This morning, my business partner noticed that some of our sites were not updating from our main database. One of our database servers was rebooted last night, so I suspected that the slave was not running. So I logged in to the server and started up mysql client. Then I issued this command:
show slave status\G
The slave was in fact running, but the relay log was corrupted
Part of the output shows this:
Could not parse relay log event entry. The possible reasons are: the master's binary log is corrupted (you can check this by running 'mysqlbinlog' on the binary log), the slave's relay log is corrupted (you can check this by running 'mysqlbinlog' on the relay log), a network problem, or a bug in the master's or slave's MySQL code. If you want to check the master's binary log or slave's relay log, you will be able to know their names by issuing 'SHOW SLAVE STATUS' on this slave.
And it also says seconds behind master is NULL, which always signals a problem in replication. I ran the command that it told me to after I looked in the output table to see what the relay log was named (mysqld-relay.000037):
This proceeded to run through the relay log, which took a minute or 2 and then at the end it showed me that there was an error on the last line.
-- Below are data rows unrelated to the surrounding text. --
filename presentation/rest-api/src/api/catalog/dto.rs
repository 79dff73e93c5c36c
use poem_openapi::Object;

use business::domain::catalog::model::{CatalogProduct, CategoryInfo};

#[derive(Debug, Clone, Object)]
pub struct CatalogVariantResponse {
    pub name: String,
    /// Decimal amount with two places, e.g. "39.00"
    pub price: String,
}

#[derive(Debug, Clone, Object)]
pub struct CatalogProductResponse {
    pub id: String,
    pub name: String,
    pub slug: String,
    /// List price
    pub price: String,
    /// Discounted price when the product is on sale
    #[oai(skip_serializing_if_is_none)]
    pub sale_price: Option<String>,
    /// Price the visitor pays
    pub effective_price: String,
    pub currency_code: String,
    pub on_sale: bool,
    pub sku: String,
    pub category: String,
    pub description: String,
    pub features: Vec<String>,
    pub image: String,
    /// Handle of the product on the commerce platform
    pub shopify_handle: String,
    pub variants: Vec<CatalogVariantResponse>,
    pub in_stock: bool,
    #[oai(skip_serializing_if_is_none)]
    pub rating: Option<f32>,
}

impl From<CatalogProduct> for CatalogProductResponse {
    fn from(product: CatalogProduct) -> Self {
        Self {
            effective_price: product.effective_price().formatted_amount(),
            currency_code: product.effective_price().currency_code.clone(),
            on_sale: product.is_on_sale(),
            price: product.price.formatted_amount(),
            sale_price: product.sale_price.as_ref().map(|p| p.formatted_amount()),
            category: product.category.to_string(),
            id: product.id,
            name: product.name,
            slug: product.slug,
            sku: product.sku,
            description: product.description,
            features: product.features,
            image: product.image,
            shopify_handle: product.shopify_handle,
            variants: product
                .variants
                .into_iter()
                .map(|v| CatalogVariantResponse {
                    price: v.price.formatted_amount(),
                    name: v.name,
                })
                .collect(),
            in_stock: product.in_stock,
            rating: product.rating,
        }
    }
}

#[derive(Debug, Clone, Object)]
pub struct CategoryResponse {
    /// Value accepted by the `category` filter
    pub slug: String,
    pub name: String,
    pub description: String,
}

impl From<CategoryInfo> for CategoryResponse {
    fn from(info: CategoryInfo) -> Self {
        Self {
            slug: info.category.to_string(),
            name: info.name.to_string(),
            description: info.description.to_string(),
        }
    }
}
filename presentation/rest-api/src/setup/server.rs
use poem::{EndpointExt, Route, Server as PoemServer, listener::TcpListener, middleware::Tracing};
use poem_openapi::OpenApiService;

use crate::{config::app_config::AppConfig, setup::dependency_injection::DependencyContainer};

pub struct Server;

impl Server {
    pub async fn run(config: AppConfig, container: DependencyContainer) -> anyhow::Result<()> {
        let addr = config.server.bind_address();
        let api_service = OpenApiService::new(
            (
                container.health_api,
                container.catalog_api,
                container.storefront_api,
                container.cart_api,
            ),
            "Storefront Cart API",
            env!("CARGO_PKG_VERSION"),
        )
        .server(format!("http://{}", addr));
        let ui = api_service.swagger_ui();
        let spec = api_service.spec_endpoint();
        let app = Route::new()
            .nest("/", api_service)
            .nest("/docs", ui)
            .nest("/openapi.json", spec)
            .with(config.cors)
            .with(Tracing);
        tracing::info!("Server running at http://{}", addr);
        tracing::info!("Swagger UI at http://{}/docs", addr);
        PoemServer::new(TcpListener::bind(&addr)).run(app).await?;
        Ok(())
    }
}
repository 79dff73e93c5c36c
pub mod dto;
pub mod routes;
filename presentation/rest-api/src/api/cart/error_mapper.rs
use poem::http::StatusCode;
use poem_openapi::payload::Json;

use business::domain::cart::errors::CartError;

use crate::api::error::{ErrorResponse, IntoErrorResponse};

impl IntoErrorResponse for CartError {
    fn into_error_response(self) -> (StatusCode, Json<ErrorResponse>) {
        let (status, name, message) = match &self {
            CartError::InvalidQuantity => (
                StatusCode::BAD_REQUEST,
                "ValidationError",
                "cart.invalid_quantity",
            ),
            CartError::InvalidSession => (
                StatusCode::BAD_REQUEST,
                "ValidationError",
                "cart.invalid_session",
            ),
            CartError::Busy => (StatusCode::CONFLICT, "Conflict", "cart.busy"),
            CartError::ProductNotFound => (
                StatusCode::NOT_FOUND,
                "NotFound",
                "cart.product_not_found",
            ),
            CartError::VariantUnavailable => (
                StatusCode::UNPROCESSABLE_ENTITY,
                "Unavailable",
                "cart.variant_unavailable",
            ),
            CartError::CheckoutUnavailable => (
                StatusCode::UNPROCESSABLE_ENTITY,
                "Unavailable",
                "cart.checkout_unavailable",
            ),
            CartError::RemoteCallFailed(_) => (
                StatusCode::BAD_GATEWAY,
                "RemoteError",
                "cart.remote_call_failed",
            ),
            CartError::Repository(_) => (
                StatusCode::INTERNAL_SERVER_ERROR,
                "InternalError",
                "repository.persistence",
            ),
        };

        (status, Json(ErrorResponse::new(name, message)))
    }
}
I assume this was caused by an incomplete write in the relay log as a result of the server restarting. OK, that makes sense and it kinda sucks that this is possible on a restart, but you can’t have everything right? On to the solution…
In order to get your slave back to where it should be, you need to look at the results of this command again:
show slave status\G
Copy down these values as you will need them in the next step:
Now you will need to stop your slave, issue a command with the values in the previous step and then start your slave again like so:
stop slave; CHANGE master TO master_log_file='mysql-bin.000041',master_log_pos=661877428; slave start;
Then you can issue the show slave status command and Seconds_Behind_Master should not be NULL now. If its higher than zero, you can keep issuing the command to get an idea of how long it will take to catch up to the master. It is usually fairly quick unless you have many GB of data.